Visitors continues the story of Rigg, Ram Odin, Loaf, Umbo, and Param. They are kind of all going their separate ways for different reasons. Oh, and there's a new character, a duplicate of Rigg, who calls himself Noxon.
Their goal is to keep a spaceship from Earth from coming and destroying Garden. They've been into the future, so they know this is going to happen and are trying to figure out how to prevent it.
Rigg is visiting every one of the wallfolds. It's probably the most boring part. Maybe there will end up being a purpose, but it just seems like a bunch of side stories. With each miniscule step forward, we are subjected to every nuance of thought and debate about how this will work, will it change the past, will it create multiple copies of things, and how are they going to learn to do all the things they need to do time travel-wise. This goes on and on ad nauseam, even more so than in the first two books. Then we get about a paragraph of actual action, and then back to the debate.

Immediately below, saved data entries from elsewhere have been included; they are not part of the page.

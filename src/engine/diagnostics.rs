//! Structured failure reports.
//!
//! A bare timeout is useless to whoever has to fix the test; every report
//! carries the full per-strategy breakdown plus a bounded markup excerpt so a
//! better strategy can be authored without re-running anything.

use chrono::{DateTime, Utc};
use serde::Serialize;

use crate::outcome::{AttemptOutcome, ResolutionOutcome, StrategyAttempt};

/// Hard cap on the markup excerpt embedded in a report.
pub const MAX_EXCERPT_CHARS: usize = 2_048;

/// Page state gathered by the caller before building a report. Collecting it
/// up front keeps [`report`] a pure value builder.
#[derive(Debug, Clone, Default)]
pub struct ReportContext {
    pub page_url: String,
    /// Markup around the best candidate, already fetched from the provider.
    pub markup_excerpt: Option<String>,
}

/// Everything a human needs to diagnose a failed step.
#[derive(Debug, Clone, PartialEq, Serialize)]
pub struct DiagnosticReport {
    pub page_url: String,
    pub timestamp: DateTime<Utc>,
    /// Wall time spent polling before the terminal outcome.
    pub elapsed_ms: u64,
    pub cancelled: bool,
    /// Index of the strategy that matched, when resolution succeeded but the
    /// step failed later (stale element, value mismatch).
    #[serde(skip_serializing_if = "Option::is_none")]
    pub matched_strategy_index: Option<usize>,
    /// One row per strategy, in priority order, from the final poll.
    pub attempts: Vec<StrategyAttempt>,
    #[serde(skip_serializing_if = "Option::is_none")]
    pub markup_excerpt: Option<String>,
}

/// Build a report from a resolution outcome. Pure: no page access, no
/// side effects beyond constructing the value.
pub fn report(context: &ReportContext, outcome: &ResolutionOutcome) -> DiagnosticReport {
    let (matched_strategy_index, attempts, elapsed_ms, cancelled) = match outcome {
        ResolutionOutcome::Found { strategy_index, .. } => {
            (Some(*strategy_index), Vec::new(), 0, false)
        }
        ResolutionOutcome::NotFound(attempts) => (
            None,
            attempts.tried.clone(),
            attempts.elapsed.as_millis() as u64,
            attempts.cancelled,
        ),
        ResolutionOutcome::Ambiguous {
            strategy_index,
            attempts,
            ..
        } => (
            Some(*strategy_index),
            attempts.tried.clone(),
            attempts.elapsed.as_millis() as u64,
            attempts.cancelled,
        ),
    };

    DiagnosticReport {
        page_url: context.page_url.clone(),
        timestamp: Utc::now(),
        elapsed_ms,
        cancelled,
        matched_strategy_index,
        attempts,
        markup_excerpt: context
            .markup_excerpt
            .as_deref()
            .map(|excerpt| truncate_excerpt(excerpt, MAX_EXCERPT_CHARS)),
    }
}

/// Cap an excerpt, marking the cut the way the page HTML dump does.
pub fn truncate_excerpt(excerpt: &str, max_chars: usize) -> String {
    if excerpt.chars().count() <= max_chars {
        return excerpt.to_string();
    }
    let kept: String = excerpt.chars().take(max_chars).collect();
    format!(
        "{}\n...[truncated, showing {}/{} chars]",
        kept,
        max_chars,
        excerpt.chars().count()
    )
}

impl DiagnosticReport {
    /// Outcome rows that matched more than one node.
    pub fn ambiguous_attempts(&self) -> impl Iterator<Item = &StrategyAttempt> {
        self.attempts
            .iter()
            .filter(|a| matches!(a.outcome, AttemptOutcome::Ambiguous))
    }
}

#[cfg(test)]
mod tests {
    use super::*;
    use crate::descriptor::StrategyKind;
    use crate::outcome::Attempts;
    use crate::page::ElementRef;
    use std::time::Duration;

    fn sample_attempts() -> Attempts {
        Attempts {
            tried: vec![
                StrategyAttempt {
                    kind: StrategyKind::TestId,
                    value: "submit-order".into(),
                    outcome: AttemptOutcome::NoMatch,
                    match_count: 0,
                },
                StrategyAttempt {
                    kind: StrategyKind::Css,
                    value: ".btn-primary".into(),
                    outcome: AttemptOutcome::Ambiguous,
                    match_count: 2,
                },
            ],
            elapsed: Duration::from_millis(5_012),
            cancelled: false,
        }
    }

    #[test]
    fn test_report_not_found_keeps_every_attempt() {
        let outcome = ResolutionOutcome::NotFound(sample_attempts());
        let context = ReportContext {
            page_url: "file:///terminal.html".into(),
            markup_excerpt: Some("<main>...</main>".into()),
        };
        let built = report(&context, &outcome);
        assert_eq!(built.attempts.len(), 2);
        assert_eq!(built.elapsed_ms, 5_012);
        assert_eq!(built.page_url, "file:///terminal.html");
        assert!(built.matched_strategy_index.is_none());
        assert_eq!(built.ambiguous_attempts().count(), 1);
    }

    #[test]
    fn test_report_found_records_strategy_index() {
        let outcome = ResolutionOutcome::Found {
            element: ElementRef::new("e1"),
            strategy_index: 1,
        };
        let built = report(&ReportContext::default(), &outcome);
        assert_eq!(built.matched_strategy_index, Some(1));
        assert!(built.attempts.is_empty());
    }

    #[test]
    fn test_excerpt_is_capped() {
        let long = "x".repeat(MAX_EXCERPT_CHARS * 2);
        let context = ReportContext {
            page_url: String::new(),
            markup_excerpt: Some(long),
        };
        let built = report(&context, &ResolutionOutcome::NotFound(Attempts::default()));
        let excerpt = built.markup_excerpt.unwrap();
        assert!(excerpt.contains("truncated"));
        assert!(excerpt.len() < MAX_EXCERPT_CHARS + 100);
    }

    #[test]
    fn test_truncate_short_excerpt_untouched() {
        assert_eq!(truncate_excerpt("<div/>", 100), "<div/>");
    }

    #[test]
    fn test_report_serializes_to_json() {
        let outcome = ResolutionOutcome::NotFound(sample_attempts());
        let built = report(&ReportContext::default(), &outcome);
        let json = serde_json::to_string_pretty(&built).unwrap();
        assert!(json.contains("test-id"));
        assert!(json.contains("no_match"));
        assert!(json.contains("ambiguous"));
    }
}
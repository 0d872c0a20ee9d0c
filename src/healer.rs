//! Healing suggestions for broken strategies.
//!
//! When a strategy stops matching, the page snapshots collected at failure
//! time usually still contain the intended element under a more stable
//! address. The healer ranks replacement strategies by how well each kind
//! survives markup refactors, so a human (or a tool) can swap the broken
//! locator for a durable one without re-running the suite.

use serde::Serialize;

use crate::descriptor::{Strategy, StrategyKind};
use crate::page::NodeSnapshot;

/// Base confidence per strategy kind. Role and label addressing survive
/// refactors best; raw css/xpath are the fallbacks of last resort.
fn base_confidence(kind: StrategyKind) -> f64 {
    match kind {
        StrategyKind::RoleLabel => 0.95,
        StrategyKind::Label => 0.90,
        StrategyKind::TestId => 0.85,
        StrategyKind::Placeholder => 0.80,
        StrategyKind::Text => 0.60,
        StrategyKind::Css => 0.30,
        StrategyKind::XPath => 0.20,
    }
}

/// A proposed replacement for a broken strategy.
#[derive(Debug, Clone, Serialize)]
pub struct HealingSuggestion {
    pub replacement: Strategy,
    pub confidence: f64,
    pub reason: String,
}

/// Healer configuration: which kinds to consider, in which order, and the
/// confidence floor below which suggestions are dropped.
#[derive(Debug, Clone)]
pub struct HealerConfig {
    pub priority: Vec<StrategyKind>,
    pub min_confidence: f64,
}

impl Default for HealerConfig {
    fn default() -> Self {
        Self {
            priority: vec![
                StrategyKind::RoleLabel,
                StrategyKind::Label,
                StrategyKind::TestId,
                StrategyKind::Placeholder,
                StrategyKind::Text,
                StrategyKind::Css,
            ],
            min_confidence: 0.25,
        }
    }
}

/// Suggests stable replacements for broken strategies from page snapshots.
#[derive(Debug, Clone, Default)]
pub struct Healer {
    config: HealerConfig,
}

impl Healer {
    pub fn new() -> Self {
        Self::default()
    }

    pub fn with_config(config: HealerConfig) -> Self {
        Self { config }
    }

    /// Rank replacement strategies for `broken`, best first.
    ///
    /// The broken strategy's own kind is never suggested back — if that kind
    /// were reliable here, it would not have broken.
    pub fn suggest(
        &self,
        broken: &Strategy,
        snapshots: &[NodeSnapshot],
    ) -> Vec<HealingSuggestion> {
        let broken_kind = broken.kind();
        let mut suggestions = Vec::new();

        for &kind in &self.config.priority {
            if kind == broken_kind {
                continue;
            }
            let Some(snapshot) = best_snapshot_for(kind, snapshots) else {
                continue;
            };
            let Some(replacement) = build_strategy(kind, snapshot) else {
                continue;
            };
            let confidence = confidence_for(kind, snapshot);
            if confidence < self.config.min_confidence {
                continue;
            }
            suggestions.push(HealingSuggestion {
                reason: reason_for(kind, snapshot),
                replacement,
                confidence,
            });
        }

        suggestions.sort_by(|a, b| {
            b.confidence
                .partial_cmp(&a.confidence)
                .unwrap_or(std::cmp::Ordering::Equal)
        });
        suggestions
    }
}

/// First snapshot carrying the data the kind needs.
fn best_snapshot_for(kind: StrategyKind, snapshots: &[NodeSnapshot]) -> Option<&NodeSnapshot> {
    snapshots.iter().find(|s| match kind {
        StrategyKind::RoleLabel => s.role.is_some(),
        StrategyKind::Label => s.label.is_some(),
        StrategyKind::TestId => s.test_id.is_some(),
        StrategyKind::Placeholder => s.placeholder.is_some(),
        StrategyKind::Text => s.text.as_deref().is_some_and(|t| t.len() > 2),
        StrategyKind::Css => {
            s.attributes.contains_key("id") || s.attributes.contains_key("class")
        }
        StrategyKind::XPath => false,
    })
}

fn build_strategy(kind: StrategyKind, snapshot: &NodeSnapshot) -> Option<Strategy> {
    match kind {
        StrategyKind::RoleLabel => {
            let role = snapshot.role.clone()?;
            let name = snapshot
                .label
                .clone()
                .or_else(|| snapshot.text.clone())?;
            Some(Strategy::RoleLabel { role, name })
        }
        StrategyKind::Label => snapshot.label.clone().map(Strategy::Label),
        StrategyKind::TestId => snapshot.test_id.clone().map(Strategy::TestId),
        StrategyKind::Placeholder => snapshot.placeholder.clone().map(Strategy::Placeholder),
        StrategyKind::Text => snapshot.text.clone().map(Strategy::Text),
        StrategyKind::Css => {
            if let Some(id) = snapshot.attributes.get("id") {
                return Some(Strategy::Css(format!("#{id}")));
            }
            let first_class = snapshot
                .attributes
                .get("class")?
                .split_whitespace()
                .next()?
                .to_string();
            Some(Strategy::Css(format!(".{first_class}")))
        }
        StrategyKind::XPath => None,
    }
}

fn confidence_for(kind: StrategyKind, snapshot: &NodeSnapshot) -> f64 {
    let mut confidence = base_confidence(kind);
    if kind == StrategyKind::RoleLabel && snapshot.role.is_none() {
        confidence *= 0.5;
    }
    if kind == StrategyKind::Text {
        if let Some(text) = &snapshot.text {
            if text.len() < 3 {
                confidence *= 0.7;
            }
        }
    }
    confidence.min(1.0)
}

fn reason_for(kind: StrategyKind, snapshot: &NodeSnapshot) -> String {
    match kind {
        StrategyKind::RoleLabel => format!(
            "ARIA role '{}' is resilient to DOM changes",
            snapshot.role.as_deref().unwrap_or("generic")
        ),
        StrategyKind::Label => format!(
            "Label '{}' provides stable form targeting",
            snapshot.label.as_deref().unwrap_or_default()
        ),
        StrategyKind::TestId => format!(
            "Test id '{}' is the most stable selector",
            snapshot.test_id.as_deref().unwrap_or_default()
        ),
        StrategyKind::Placeholder => format!(
            "Placeholder '{}' targets inputs reliably",
            snapshot.placeholder.as_deref().unwrap_or_default()
        ),
        StrategyKind::Text => format!(
            "Text '{}' matches visible content",
            snapshot.text.as_deref().unwrap_or_default()
        ),
        StrategyKind::Css => "Fallback to CSS selector using class/id".to_string(),
        StrategyKind::XPath => "Fallback to XPath selector".to_string(),
    }
}

#[cfg(test)]
mod tests {
    use super::*;
    use std::collections::BTreeMap;

    fn snapshots() -> Vec<NodeSnapshot> {
        let mut search_attrs = BTreeMap::new();
        search_attrs.insert("class".to_string(), "search-input".to_string());
        let mut price_attrs = BTreeMap::new();
        price_attrs.insert("id".to_string(), "price-display".to_string());
        vec![
            NodeSnapshot {
                tag: "button".into(),
                role: Some("button".into()),
                label: Some("Submit".into()),
                text: Some("Submit Order".into()),
                ..NodeSnapshot::default()
            },
            NodeSnapshot {
                tag: "input".into(),
                label: Some("Username".into()),
                placeholder: Some("Enter username".into()),
                ..NodeSnapshot::default()
            },
            NodeSnapshot {
                tag: "div".into(),
                test_id: Some("trade-panel".into()),
                text: Some("Trading Panel".into()),
                ..NodeSnapshot::default()
            },
            NodeSnapshot {
                tag: "input".into(),
                placeholder: Some("Search".into()),
                attributes: search_attrs,
                ..NodeSnapshot::default()
            },
            NodeSnapshot {
                tag: "span".into(),
                text: Some("Price".into()),
                attributes: price_attrs,
                ..NodeSnapshot::default()
            },
        ]
    }

    #[test]
    fn test_role_suggested_first_for_broken_css() {
        let healer = Healer::new();
        let suggestions = healer.suggest(&Strategy::Css(".submit-btn".into()), &snapshots());
        assert!(!suggestions.is_empty());
        assert_eq!(suggestions[0].replacement.kind(), StrategyKind::RoleLabel);
        assert!((suggestions[0].confidence - 0.95).abs() < f64::EPSILON);
    }

    #[test]
    fn test_sorted_by_confidence_descending() {
        let healer = Healer::new();
        let suggestions = healer.suggest(&Strategy::Css(".unknown".into()), &snapshots());
        for pair in suggestions.windows(2) {
            assert!(pair[0].confidence >= pair[1].confidence);
        }
    }

    #[test]
    fn test_never_suggests_broken_kind() {
        let healer = Healer::new();
        let suggestions =
            healer.suggest(&Strategy::role_label("button", "Submit"), &snapshots());
        assert!(suggestions
            .iter()
            .all(|s| s.replacement.kind() != StrategyKind::RoleLabel));
    }

    #[test]
    fn test_text_confidence_below_role() {
        let healer = Healer::new();
        let suggestions = healer.suggest(&Strategy::Css(".btn".into()), &snapshots());
        let text = suggestions
            .iter()
            .find(|s| s.replacement.kind() == StrategyKind::Text)
            .unwrap();
        assert!(text.confidence < 0.7);
    }

    #[test]
    fn test_min_confidence_filters() {
        let healer = Healer::with_config(HealerConfig {
            min_confidence: 0.8,
            ..HealerConfig::default()
        });
        let suggestions = healer.suggest(&Strategy::XPath("//div[3]".into()), &snapshots());
        assert!(suggestions.iter().all(|s| s.confidence >= 0.8));
        assert!(suggestions
            .iter()
            .all(|s| !s.replacement.kind().is_structural()));
    }

    #[test]
    fn test_css_fallback_prefers_id() {
        let healer = Healer::new();
        let only_span = vec![snapshots().pop().unwrap()];
        let suggestions = healer.suggest(&Strategy::Text("gone".into()), &only_span);
        let css = suggestions
            .iter()
            .find(|s| s.replacement.kind() == StrategyKind::Css)
            .unwrap();
        assert_eq!(css.replacement, Strategy::Css("#price-display".into()));
    }

    #[test]
    fn test_no_snapshots_no_suggestions() {
        let healer = Healer::new();
        assert!(healer
            .suggest(&Strategy::Css(".x".into()), &[])
            .is_empty());
    }
}
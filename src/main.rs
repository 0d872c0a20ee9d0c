use clap::{Parser, Subcommand};
use tokio_util::sync::CancellationToken;

use holdfast::browser::BrowserSession;
use holdfast::{
    Engine, Healer, HealerConfig, NodeSnapshot, ResolutionOutcome, Strategy, StrategyDescriptor,
    WaitPolicy,
};

/// holdfast: resilient locator resolution for web UI tests
#[derive(Parser)]
#[command(name = "holdfast", version, about)]
struct Cli {
    #[command(subcommand)]
    command: Command,
}

#[derive(Subcommand)]
enum Command {
    /// Suggest stable replacements for a broken selector.
    Heal {
        /// Broken selector: css (".btn", "#id") or xpath ("//div[3]")
        selector: String,
        /// Path to a JSON array of element snapshots captured at failure time
        #[arg(long)]
        snapshots: std::path::PathBuf,
        /// Drop suggestions below this confidence
        #[arg(long)]
        min_confidence: Option<f64>,
    },
    /// Resolve a descriptor against a live page and print the diagnostic
    /// report as JSON.
    Resolve {
        /// Page to open
        #[arg(long)]
        url: String,
        /// Test-id strategy value
        #[arg(long)]
        test_id: Option<String>,
        /// ARIA role (used with --name)
        #[arg(long)]
        role: Option<String>,
        /// Accessible name (used with --role)
        #[arg(long)]
        name: Option<String>,
        /// Form label strategy value
        #[arg(long)]
        label: Option<String>,
        /// Text-content strategy value
        #[arg(long)]
        text: Option<String>,
        /// CSS fallback strategy
        #[arg(long)]
        css: Option<String>,
        /// XPath fallback strategy
        #[arg(long)]
        xpath: Option<String>,
        /// Resolution budget in milliseconds
        #[arg(long, default_value_t = 5000)]
        timeout_ms: u64,
        /// Run Chrome with a visible window (default: headless)
        #[arg(long)]
        headed: bool,
    },
}

#[tokio::main]
async fn main() -> anyhow::Result<()> {
    tracing_subscriber::fmt()
        .with_env_filter(
            tracing_subscriber::EnvFilter::try_from_default_env()
                .unwrap_or_else(|_| tracing_subscriber::EnvFilter::new("info")),
        )
        .with_writer(std::io::stderr)
        .with_ansi(false)
        .with_target(false)
        .without_time()
        .init();

    let cli = Cli::parse();
    match cli.command {
        Command::Heal {
            selector,
            snapshots,
            min_confidence,
        } => heal(&selector, &snapshots, min_confidence),
        Command::Resolve {
            url,
            test_id,
            role,
            name,
            label,
            text,
            css,
            xpath,
            timeout_ms,
            headed,
        } => {
            let descriptor =
                build_descriptor(test_id, role, name, label, text, css, xpath)?;
            resolve(&url, &descriptor, timeout_ms, !headed).await
        }
    }
}

fn heal(
    selector: &str,
    snapshots_path: &std::path::Path,
    min_confidence: Option<f64>,
) -> anyhow::Result<()> {
    let raw = std::fs::read_to_string(snapshots_path)?;
    let snapshots: Vec<NodeSnapshot> =
        serde_json::from_str(&raw).map_err(|e| anyhow::anyhow!("invalid snapshots JSON: {e}"))?;

    let broken = detect_strategy(selector);
    let healer = match min_confidence {
        Some(min_confidence) => Healer::with_config(HealerConfig {
            min_confidence,
            ..HealerConfig::default()
        }),
        None => Healer::new(),
    };

    let suggestions = healer.suggest(&broken, &snapshots);
    if suggestions.is_empty() {
        println!("No healing suggestions found");
        return Ok(());
    }

    println!("\nHealing Suggestions:\n");
    for (i, suggestion) in suggestions.iter().enumerate() {
        println!("{}. {}", i + 1, suggestion.replacement);
        println!("   Confidence: {:.0}%", suggestion.confidence * 100.0);
        println!("   Reason: {}\n", suggestion.reason);
    }
    Ok(())
}

/// Classify a raw selector string the way test authors write them.
fn detect_strategy(selector: &str) -> Strategy {
    if selector.starts_with("//") {
        Strategy::XPath(selector.to_string())
    } else {
        Strategy::Css(selector.to_string())
    }
}

#[allow(clippy::too_many_arguments)]
fn build_descriptor(
    test_id: Option<String>,
    role: Option<String>,
    name: Option<String>,
    label: Option<String>,
    text: Option<String>,
    css: Option<String>,
    xpath: Option<String>,
) -> anyhow::Result<StrategyDescriptor> {
    let mut strategies = Vec::new();
    if let Some(test_id) = test_id {
        strategies.push(Strategy::TestId(test_id));
    }
    match (role, name) {
        (Some(role), Some(name)) => strategies.push(Strategy::RoleLabel { role, name }),
        (None, None) => {}
        _ => anyhow::bail!("--role and --name must be given together"),
    }
    if let Some(label) = label {
        strategies.push(Strategy::Label(label));
    }
    if let Some(text) = text {
        strategies.push(Strategy::Text(text));
    }
    if let Some(css) = css {
        strategies.push(Strategy::Css(css));
    }
    if let Some(xpath) = xpath {
        strategies.push(Strategy::XPath(xpath));
    }
    StrategyDescriptor::new(strategies).map_err(|e| anyhow::anyhow!("{e}"))
}

async fn resolve(
    url: &str,
    descriptor: &StrategyDescriptor,
    timeout_ms: u64,
    headless: bool,
) -> anyhow::Result<()> {
    let session = BrowserSession::launch(headless).await?;
    session.open(url).await?;

    let engine = Engine::new(std::sync::Arc::new(session.provider()));
    let policy = WaitPolicy::new().with_timeout_ms(timeout_ms);

    // Ctrl-C aborts the wait loop instead of killing the process mid-report.
    let cancel = CancellationToken::new();
    let signal_cancel = cancel.clone();
    tokio::spawn(async move {
        if tokio::signal::ctrl_c().await.is_ok() {
            signal_cancel.cancel();
        }
    });

    let outcome = engine.resolve(descriptor, &policy, &cancel).await;
    let report = engine.diagnose(&outcome).await;
    println!("{}", serde_json::to_string_pretty(&report)?);

    let found = matches!(outcome, ResolutionOutcome::Found { .. });
    match &outcome {
        ResolutionOutcome::Found {
            element,
            strategy_index,
        } => tracing::info!(
            element = %element,
            strategy_index,
            "resolved"
        ),
        ResolutionOutcome::Ambiguous { count, .. } => {
            tracing::warn!(count, "ambiguous match, refusing to guess")
        }
        ResolutionOutcome::NotFound(attempts) if attempts.cancelled => {
            tracing::warn!("cancelled")
        }
        ResolutionOutcome::NotFound(_) => tracing::warn!("not found"),
    }

    session.close().await?;
    if !found {
        std::process::exit(1);
    }
    Ok(())
}
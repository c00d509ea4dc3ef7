// Tracing listener - mirrors run events into the log

use anyhow::Result;
use tracing::{debug, error, info, warn};

use super::error::ReportError;
use super::registry::RegisteredListener;
use super::{EventSink, ReporterConfig};
use crate::state::{
    AssertionStats, SectionInfo, SectionStats, TestCaseInfo, TestCaseStats, TestRunInfo,
    TestRunStats,
};

/// Listener that mirrors run events into `tracing`
#[derive(Debug, Default)]
pub struct TracingListener;

impl RegisteredListener for TracingListener {
    fn name() -> String {
        "tracing".to_string()
    }

    fn description() -> String {
        "Logs every run event through the tracing subscriber".to_string()
    }

    fn from_config(_config: ReporterConfig) -> Result<Self, ReportError> {
        Ok(Self)
    }
}

impl EventSink for TracingListener {
    fn test_run_starting(&mut self, info: &TestRunInfo) -> Result<()> {
        info!("Test run '{}' starting", info.name);
        Ok(())
    }

    fn test_case_starting(&mut self, info: &TestCaseInfo) -> Result<()> {
        debug!("Test case '{}' starting ({})", info.name, info.source);
        Ok(())
    }

    fn section_starting(&mut self, info: &SectionInfo) -> Result<()> {
        debug!("Section '{}' starting", info.name);
        Ok(())
    }

    fn assertion_ended(&mut self, stats: &AssertionStats) -> Result<()> {
        if !stats.outcome.is_ok() {
            warn!(
                "{}( {} ) failed at {}",
                stats.info.macro_name, stats.info.expression, stats.info.source
            );
        }
        Ok(())
    }

    fn section_ended(&mut self, stats: &SectionStats) -> Result<()> {
        debug!(
            "Section '{}' ended: {} passed, {} failed",
            stats.info.name, stats.assertions.passed, stats.assertions.failed
        );
        Ok(())
    }

    fn test_case_ended(&mut self, stats: &TestCaseStats) -> Result<()> {
        debug!(
            "Test case '{}' ended ({})",
            stats.info.name,
            if stats.passed() { "passed" } else { "failed" }
        );
        Ok(())
    }

    fn skip_test(&mut self, info: &TestCaseInfo) -> Result<()> {
        debug!("Test case '{}' skipped", info.name);
        Ok(())
    }

    fn test_run_ended(&mut self, stats: &TestRunStats) -> Result<()> {
        info!(
            "Test run '{}' ended: {} test cases, {} failed",
            stats.info.name,
            stats.totals.test_cases.total(),
            stats.totals.test_cases.failed
        );
        Ok(())
    }

    fn no_matching_test_cases(&mut self, spec: &str) -> Result<()> {
        warn!("No test cases matched '{}'", spec);
        Ok(())
    }

    fn report_invalid_test_spec(&mut self, spec: &str) -> Result<()> {
        warn!("Invalid test spec '{}'", spec);
        Ok(())
    }

    fn fatal_error_encountered(&mut self, message: &str) -> Result<()> {
        error!("Fatal error: {}", message);
        Ok(())
    }
}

I'm to the point (after 5 of 14 discs) that I couldn't care less about the outcome. The narrators are excellent, as they were in the first two books in the series, but I'm moving on to something else.
If you are a time travel fanatic and enjoy thinking about all the complications it would entail, then you would enjoy this book (and the series.) The first two books are Pathfinder and Ruins and you must read them in order.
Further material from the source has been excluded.